One feature of profilicity that sets it apart from sincerity, individualism, authenticity, irony, or ironic authenticity is its particular take on what Rosa refers to as a shrinking of the present. Expanding on Jean-François Lyotard in his examination of the accelerated “pace of life” Rosa writes, if families, occupations, residences, political and religious convictions and practices can in principle be changed or switched at any time, then one no longer is a baker, husband of X, New Yorker, conservative, and Catholic per se. Rather one is so for periods of an only vaguely foreseeable duration; one is all these things “for the moment,” i.e., in a present that tends to shrink; one was something else and (possibly) will be someone else. (Rosa, 2013: 147)

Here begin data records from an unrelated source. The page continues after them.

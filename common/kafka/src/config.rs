use envconfig::Envconfig;

#[derive(Envconfig, Clone)]
pub struct KafkaConfig {
    #[envconfig(default = "20")]
    pub kafka_producer_linger_ms: u32, // Maximum time between producer batches during low traffic

    #[envconfig(default = "400")]
    pub kafka_producer_queue_mib: u32, // Size of the in-memory producer queue in mebibytes

    #[envconfig(default = "20000")]
    pub kafka_message_timeout_ms: u32, // Time before we stop retrying producing a message

    #[envconfig(default = "none")]
    pub kafka_compression_codec: String, // none, gzip, snappy, lz4, zstd

    #[envconfig(default = "false")]
    pub kafka_tls: bool,

    #[envconfig(default = "localhost:9092")]
    pub kafka_hosts: String,
}

#[derive(Envconfig, Clone)]
pub struct ConsumerConfig {
    pub kafka_consumer_group: String,
    pub kafka_consumer_topic: String,

    // We default to "earliest" so a fresh consumer group replays the
    // upstream log, which is how dropped in-flight windows are recovered
    #[envconfig(default = "earliest")]
    pub kafka_consumer_offset_reset: String, // earliest, latest
}

impl ConsumerConfig {
    /// The consumer group and topic are application specific, so there are
    /// no good defaults to put in the derive macro. Callers seed them into
    /// the environment before init'ing their main config struct.
    pub fn set_defaults(consumer_group: &str, consumer_topic: &str) {
        if std::env::var("KAFKA_CONSUMER_GROUP").is_err() {
            std::env::set_var("KAFKA_CONSUMER_GROUP", consumer_group);
        };
        if std::env::var("KAFKA_CONSUMER_TOPIC").is_err() {
            std::env::set_var("KAFKA_CONSUMER_TOPIC", consumer_topic);
        };
    }
}
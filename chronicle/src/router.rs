use std::hash::Hasher;
use std::sync::Arc;

use siphasher::sip::SipHasher13;
use thiserror::Error;
use tokio::sync::mpsc;
use tracing::warn;

use crate::metrics_consts::UNKNOWN_OBJECT_DROPPED;
use crate::schema::SchemaRegistry;
use crate::types::{ExtractedRecord, ValidEvent};

/// Stable shard assignment for an entity. Routing every event for a
/// `(object_type, record_id)` pair to the same worker is what serializes
/// per-entity history writes without any store-level locking.
pub fn shard_for(object_type: &str, record_id: &str, shards: usize) -> usize {
    let mut hasher = SipHasher13::new();
    hasher.write(object_type.as_bytes());
    hasher.write(&[0]);
    hasher.write(record_id.as_bytes());
    (hasher.finish() % shards as u64) as usize
}

#[derive(Debug, Error)]
pub enum RouteError {
    #[error("unknown object_type: {0}")]
    UnknownObjectType(String),
    #[error("worker channels closed")]
    Closed,
}

/// Fans validated events out to both processing paths, sharded by
/// entity. Every valid event goes to the real-time writer AND the
/// history processor.
pub struct ObjectRouter {
    registry: Arc<SchemaRegistry>,
    realtime: Vec<mpsc::Sender<ExtractedRecord>>,
    history: Vec<mpsc::Sender<ValidEvent>>,
}

impl ObjectRouter {
    pub fn new(
        registry: Arc<SchemaRegistry>,
        realtime: Vec<mpsc::Sender<ExtractedRecord>>,
        history: Vec<mpsc::Sender<ValidEvent>>,
    ) -> Self {
        assert!(!realtime.is_empty() && !history.is_empty());
        Self {
            registry,
            realtime,
            history,
        }
    }

    /// Sends block when a worker's channel is full, which is exactly how
    /// sink backpressure propagates upstream to slowed consumption.
    pub async fn route(
        &self,
        valid: ValidEvent,
        record: ExtractedRecord,
    ) -> Result<(), RouteError> {
        let object_type = valid.event.object_type.as_str();

        // The validator already vetted this; a miss here means a
        // misconfigured registry, which is worth a warning but not a crash
        if !self.registry.contains(object_type) {
            warn!(object_type, "record for unregistered object_type dropped");
            metrics::counter!(UNKNOWN_OBJECT_DROPPED).increment(1);
            return Err(RouteError::UnknownObjectType(object_type.to_string()));
        }

        let record_id = valid.event.record_id.as_str();
        let realtime_shard = shard_for(object_type, record_id, self.realtime.len());
        let history_shard = shard_for(object_type, record_id, self.history.len());

        self.realtime[realtime_shard]
            .send(record)
            .await
            .map_err(|_| RouteError::Closed)?;
        self.history[history_shard]
            .send(valid)
            .await
            .map_err(|_| RouteError::Closed)?;
        Ok(())
    }
}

Situational identity envisions a self that morphs according to the environment. What concerns profilicity is not so much the way one is engaged within particular interactions or in certain surroundings, but how this engagement is presented. Profilicity transforms the present into presentation. The temporal concerns here are with the immediate past—in terms of what has been done—but are oriented toward the future in terms of a promise made for what will be seen as having been done. It is important to note that the future envisaged here is open. Both presenter and audience already implicitly acknowledge its promises for future presentations. Speaking in Luhmannian terms, a “presentation” is information that, once it has been communicated, loses its information value and needs to be followed up by a new presentation of what has been done next.
In this sense a twofold transformation of the present into presentation can be observed. First, the emphasis in presentation is not on doing. Even in terms of what one does now, or plans to do in the future, profilicity asks that one does something to have done it; after all presentations present what has been done already. Even purchasing tickets to the Bahamas or learning Japanese is presented in terms of the purchase made, or the Japanese learned. Here we encounter an internally connected second aspect of profilicity’s transformation of the present. Presenting what has been done is largely important in terms of the promise it makes for the future. The specifics are not, however, always entirely laid bare (as opposed to actually going to the Bahamas or acquiring fluency in Japanese). In contrast to the screenshot of a flight schedule or certificate of completing three months of intensive Japanese language training, a photo of one’s super bowl party contains only a vague promise. It plainly suggests that one has lots of friends, great food, the coolest micro-brewed beer, and that everyone had a good time. Exactly what this photo means to communicate will depend on the context, but in any case it presents that an episode has taken place in a series (of super bowl parties, other celebrations, or some other category) that is open to the future and sets the tone for future presentations of a similar nature. It places itself within a narrative that does not have a fixed teleological trajectory, but rather promises more similarly exciting presentations in the future: it contributes to an eventful, dynamic, exciting profile capable of producing new presentations/information.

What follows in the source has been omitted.